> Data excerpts
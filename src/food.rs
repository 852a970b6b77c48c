//! Stationary food entities.

use crate::grid::Position;
use serde::{Deserialize, Serialize};
use std::fmt;

/// Kind of food that can grow on the food layer
#[derive(Clone, Copy, Debug, PartialEq, Eq, Hash, PartialOrd, Ord, Serialize, Deserialize)]
#[serde(rename_all = "snake_case")]
pub enum FoodKind {
    Carrot,
}

impl FoodKind {
    /// Code used in occupancy maps
    pub fn code(self) -> u32 {
        match self {
            FoodKind::Carrot => 3,
        }
    }
}

impl fmt::Display for FoodKind {
    fn fmt(&self, f: &mut fmt::Formatter<'_>) -> fmt::Result {
        match self {
            FoodKind::Carrot => write!(f, "carrot"),
        }
    }
}

/// A piece of food sitting on one cell
#[derive(Clone, Copy, Debug, PartialEq, Serialize, Deserialize)]
pub struct Food {
    pub kind: FoodKind,
    pub position: Position,
    /// Hunger removed from whoever eats it
    pub nutritional_value: f64,
}

impl Food {
    pub fn new(kind: FoodKind, position: Position, nutritional_value: f64) -> Self {
        Self {
            kind,
            position,
            nutritional_value,
        }
    }
}
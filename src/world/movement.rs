//! Movement and collision resolution.

use super::{behavior_for, World};
use crate::animal::AnimalId;
use crate::ecology::Surroundings;
use crate::error::{Result, SimError};
use crate::grid::Direction;
use rand::Rng;

/// Quarter turns tried after the requested direction is blocked
pub const MAX_MOVE_RETRIES: u32 = 4;

impl World {
    /// Ask the species where to go, then try to get there
    pub(super) fn move_with_behavior(&mut self, id: AnimalId) -> Result<()> {
        let direction = {
            let animal = self.animals.get(&id).ok_or(SimError::UnknownAnimal(id))?;
            let behavior = behavior_for(&self.registry, animal.species)?;
            let view =
                Surroundings::new(&self.grid, &self.animals).skipping(&self.pending_deaths);
            behavior.pathfinding(animal, &view, &mut self.rng)
        };

        self.move_animal(id, direction)?;
        Ok(())
    }

    /// Move one tile towards `direction`, turning a quarter either way at
    /// random each time the target cell is taken.
    ///
    /// Returns `false` when every attempt was blocked. The animal is then
    /// left untouched and its move is forfeited for this step.
    pub fn move_animal(&mut self, id: AnimalId, direction: Direction) -> Result<bool> {
        let from = self
            .animals
            .get(&id)
            .ok_or(SimError::UnknownAnimal(id))?
            .position;
        let size = self.grid.size();
        let mut direction = direction;

        for attempt in 0..=MAX_MOVE_RETRIES {
            let to = from.step(direction, size);

            if !self.grid.animals.is_occupied(to) {
                self.grid.move_animal(from, to)?;

                let animal = self.animals.get_mut(&id).ok_or(SimError::UnknownAnimal(id))?;
                animal.position = to;
                animal.hunger += self.config.world.move_cost;
                animal.steps_taken += 1;
                animal.last_direction = Some(direction);
                return Ok(true);
            }

            if attempt < MAX_MOVE_RETRIES {
                let turn = if self.rng.gen::<bool>() { 1 } else { -1 };
                direction = direction.rotate(turn);
            }
        }

        self.events.forfeited_moves += 1;
        log::trace!("{} is boxed in at {}, move forfeited", id, from);
        Ok(false)
    }
}
//! Animal state, heritable traits and species tags.

use crate::genetics::Sex;
use crate::grid::{Direction, Position};
use crate::rng::gaussian;
use rand::Rng;
use serde::{Deserialize, Serialize};
use std::fmt;

/// Unique animal identifier, never reused within a run
#[derive(Clone, Copy, Debug, PartialEq, Eq, Hash, PartialOrd, Ord, Serialize, Deserialize)]
pub struct AnimalId(pub u64);

impl fmt::Display for AnimalId {
    fn fmt(&self, f: &mut fmt::Formatter<'_>) -> fmt::Result {
        write!(f, "#{}", self.0)
    }
}

/// Species tag selecting an animal's behavior
#[derive(Clone, Copy, Debug, PartialEq, Eq, Hash, PartialOrd, Ord, Serialize, Deserialize)]
#[serde(rename_all = "snake_case")]
pub enum Species {
    Rabbit,
    Fox,
}

impl Species {
    /// Code used in occupancy maps
    pub fn code(self) -> u32 {
        match self {
            Species::Rabbit => 1,
            Species::Fox => 2,
        }
    }
}

impl fmt::Display for Species {
    fn fmt(&self, f: &mut fmt::Formatter<'_>) -> fmt::Result {
        match self {
            Species::Rabbit => write!(f, "rabbit"),
            Species::Fox => write!(f, "fox"),
        }
    }
}

/// Cause of death tracking
#[derive(Debug, Clone, Copy, PartialEq, Eq, Serialize, Deserialize)]
pub enum DeathCause {
    Starvation,
    Predation,
    OldAge,
}

/// Heritable traits, fixed for an animal's lifetime
#[derive(Clone, Copy, Debug, PartialEq, Serialize, Deserialize)]
pub struct Traits {
    /// Tiles an animal may move per cycle (rounded)
    pub speed: f64,
    pub sight_radius: f64,
    pub max_hunger: f64,
    pub max_age: f64,
    /// Libido an animal must exceed before it agrees to mate
    pub reproductive_drive: f64,
    /// Hunger removed from a predator that eats this animal
    pub nutritional_value: f64,
}

impl Traits {
    /// Draw every trait from a normal distribution around `means`.
    /// Samples are floored at zero.
    pub fn sample<R: Rng + ?Sized>(means: &Traits, std: f64, rng: &mut R) -> Self {
        Self {
            speed: gaussian(rng, means.speed, std).max(0.0),
            sight_radius: gaussian(rng, means.sight_radius, std).max(0.0),
            max_hunger: gaussian(rng, means.max_hunger, std).max(0.0),
            max_age: gaussian(rng, means.max_age, std).max(0.0),
            reproductive_drive: gaussian(rng, means.reproductive_drive, std).max(0.0),
            nutritional_value: gaussian(rng, means.nutritional_value, std).max(0.0),
        }
    }

    pub fn as_array(&self) -> [f64; 6] {
        [
            self.speed,
            self.sight_radius,
            self.max_hunger,
            self.max_age,
            self.reproductive_drive,
            self.nutritional_value,
        ]
    }
}

/// Names of the columns produced by `Animal::trait_vector`
pub const TRAIT_NAMES: [&str; 8] = [
    "speed",
    "reproductive_drive",
    "sight_radius",
    "max_hunger",
    "max_age",
    "age",
    "hunger",
    "libido",
];

/// An animal on the grid
#[derive(Clone, Debug, Serialize, Deserialize)]
pub struct Animal {
    // Identity
    pub id: AnimalId,
    pub species: Species,
    pub sex: Sex,
    pub generation: u32,
    pub parents: Option<(AnimalId, AnimalId)>,

    // State
    pub position: Position,
    pub age: u32,
    pub hunger: f64,
    pub libido: f64,
    pub steps_taken: u32,
    /// Set once the animal has been counted as having used up its cycle
    pub exhausted: bool,
    pub last_direction: Option<Direction>,

    pub traits: Traits,
}

impl Animal {
    pub fn new(id: AnimalId, species: Species, sex: Sex, position: Position, traits: Traits) -> Self {
        Self {
            id,
            species,
            sex,
            generation: 0,
            parents: None,
            position,
            age: 0,
            hunger: 0.0,
            libido: 0.0,
            steps_taken: 0,
            exhausted: false,
            last_direction: None,
            traits,
        }
    }

    /// Why the animal should be removed, if it should
    pub fn death_cause(&self) -> Option<DeathCause> {
        if self.age as f64 > self.traits.max_age {
            Some(DeathCause::OldAge)
        } else if self.hunger > self.traits.max_hunger {
            Some(DeathCause::Starvation)
        } else {
            None
        }
    }

    /// Whole steps the animal may take per cycle: a move is allowed while
    /// `steps_taken < speed`, so fractional speeds round up
    #[inline]
    pub fn movement_budget(&self) -> u32 {
        self.traits.speed.ceil().max(0.0) as u32
    }

    /// Willing to mate: accumulated libido above the reproductive drive
    #[inline]
    pub fn libido_check(&self) -> bool {
        self.libido > self.traits.reproductive_drive
    }

    /// Hunger above `fraction` of the maximum
    #[inline]
    pub fn is_hungry(&self, fraction: f64) -> bool {
        self.hunger > self.traits.max_hunger * fraction
    }

    /// Remove `amount` of hunger, never going below zero
    pub fn feed(&mut self, amount: f64) {
        self.hunger = (self.hunger - amount).max(0.0);
    }

    /// Values aggregated per epoch, in `TRAIT_NAMES` order
    pub fn trait_vector(&self) -> [f64; 8] {
        [
            self.traits.speed,
            self.traits.reproductive_drive,
            self.traits.sight_radius,
            self.traits.max_hunger,
            self.traits.max_age,
            self.age as f64,
            self.hunger,
            self.libido,
        ]
    }

    /// Per-epoch bookkeeping: clear the turn budget, then age and metabolise
    pub fn advance_epoch(&mut self) {
        self.steps_taken = 0;
        self.exhausted = false;
        self.age += 1;
        self.hunger += 1.0;
        self.libido += 1.0;
    }
}

#[cfg(test)]
mod tests {
    use super::*;
    use crate::rng::create_rng;

    fn traits() -> Traits {
        Traits {
            speed: 2.0,
            sight_radius: 3.0,
            max_hunger: 10.0,
            max_age: 5.0,
            reproductive_drive: 2.0,
            nutritional_value: 4.0,
        }
    }

    #[test]
    fn test_death_causes() {
        let mut a = Animal::new(AnimalId(1), Species::Rabbit, Sex::Male, Position::new(0, 0), traits());
        assert_eq!(a.death_cause(), None);

        a.age = 5;
        assert_eq!(a.death_cause(), None);
        a.age = 6;
        assert_eq!(a.death_cause(), Some(DeathCause::OldAge));

        a.age = 0;
        a.hunger = 10.5;
        assert_eq!(a.death_cause(), Some(DeathCause::Starvation));
    }

    #[test]
    fn test_libido_check_is_strict() {
        let mut a = Animal::new(AnimalId(1), Species::Fox, Sex::Female, Position::new(0, 0), traits());
        a.libido = 2.0;
        assert!(!a.libido_check());
        a.libido = 2.5;
        assert!(a.libido_check());
    }

    #[test]
    fn test_advance_epoch() {
        let mut a = Animal::new(AnimalId(1), Species::Rabbit, Sex::Male, Position::new(0, 0), traits());
        a.steps_taken = 2;
        a.exhausted = true;
        a.advance_epoch();

        assert_eq!(a.steps_taken, 0);
        assert!(!a.exhausted);
        assert_eq!(a.age, 1);
        assert_eq!(a.hunger, 1.0);
        assert_eq!(a.libido, 1.0);
    }

    #[test]
    fn test_feed_floors_at_zero() {
        let mut a = Animal::new(AnimalId(1), Species::Rabbit, Sex::Male, Position::new(0, 0), traits());
        a.hunger = 3.0;
        a.feed(5.0);
        assert_eq!(a.hunger, 0.0);
    }

    #[test]
    fn test_sample_with_zero_std_returns_means() {
        let mut rng = create_rng(3);
        let t = Traits::sample(&traits(), 0.0, &mut rng);
        assert_eq!(t, traits());
    }

    #[test]
    fn test_movement_budget_rounds_up() {
        let mut t = traits();
        for (speed, budget) in [(2.6, 3), (1.4, 2), (0.4, 1), (2.0, 2), (0.0, 0)] {
            t.speed = speed;
            let a = Animal::new(AnimalId(1), Species::Rabbit, Sex::Male, Position::new(0, 0), t);
            assert_eq!(a.movement_budget(), budget, "speed {}", speed);
        }
    }
}
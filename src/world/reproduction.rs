//! Mating consent and offspring placement.

use super::World;
use crate::animal::AnimalId;
use crate::error::{Result, SimError};
use crate::genetics::{blend_traits, MatingOutcome, Sex};

impl World {
    /// `initiator` asks `partner` to mate.
    ///
    /// Both need to pass their libido check. A refusal costs the initiator
    /// `reproduction.libido_penalty`. The child goes to the first free cell
    /// around the initiator; when there is none nothing happens.
    pub(super) fn sex_attempt(
        &mut self,
        initiator: AnimalId,
        partner: AnimalId,
    ) -> Result<MatingOutcome> {
        let a = self
            .animals
            .get(&initiator)
            .ok_or(SimError::UnknownAnimal(initiator))?;
        let b = self
            .animals
            .get(&partner)
            .ok_or(SimError::UnknownAnimal(partner))?;

        if !(a.libido_check() && b.libido_check()) {
            let penalty = self.config.reproduction.libido_penalty;
            if let Some(a) = self.animals.get_mut(&initiator) {
                a.libido -= penalty;
            }
            log::trace!("{} refused by {}", initiator, partner);
            return Ok(MatingOutcome::Refused);
        }

        let Some(position) = self.grid.free_neighbor(a.position) else {
            log::trace!("{} and {} found no room for offspring", initiator, partner);
            return Ok(MatingOutcome::NoSpace);
        };

        let species = a.species;
        let (traits_a, traits_b) = (a.traits, b.traits);
        let generation = a.generation.max(b.generation) + 1;
        let mutation_std = self
            .config
            .species_config(species)
            .map(|c| c.mutation_std)
            .ok_or(SimError::UnconfiguredSpecies(species))?;

        let traits = blend_traits(&traits_a, &traits_b, mutation_std, &mut self.rng);
        let sex = Sex::random(&mut self.rng);
        let child = self.spawn_animal(species, sex, position, traits)?;
        if let Some(c) = self.animals.get_mut(&child) {
            c.generation = generation;
            c.parents = Some((initiator, partner));
        }

        let cost = traits.max_hunger / 2.0;
        for parent in [initiator, partner] {
            if let Some(p) = self.animals.get_mut(&parent) {
                p.hunger += cost;
                p.libido = 0.0;
            }
        }

        self.events.births += 1;
        log::debug!(
            "{} {} born at {} to {} and {} (gen {})",
            species,
            child,
            position,
            initiator,
            partner,
            generation
        );

        Ok(MatingOutcome::Birth)
    }
}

> Your instructions
Repeat the entries above verbatim, but only from the line that has "found no room" down to the line that has "self.events.births += 1;", inclusive.

> Response to this task
            log::trace!("{} and {} found no room for offspring", initiator, partner);
            return Ok(MatingOutcome::NoSpace);
        };

        let species = a.species;
        let (traits_a, traits_b) = (a.traits, b.traits);
        let generation = a.generation.max(b.generation) + 1;
        let mutation_std = self
            .config
            .species_config(species)
            .map(|c| c.mutation_std)
            .ok_or(SimError::UnconfiguredSpecies(species))?;

        let traits = blend_traits(&traits_a, &traits_b, mutation_std, &mut self.rng);
        let sex = Sex::random(&mut self.rng);
        let child = self.spawn_animal(species, sex, position, traits)?;
        if let Some(c) = self.animals.get_mut(&child) {
            c.generation = generation;
            c.parents = Some((initiator, partner));
        }

        let cost = traits.max_hunger / 2.0;
        for parent in [initiator, partner] {
            if let Some(p) = self.animals.get_mut(&parent) {
                p.hunger += cost;
                p.libido = 0.0;
            }
        }

        self.events.births += 1;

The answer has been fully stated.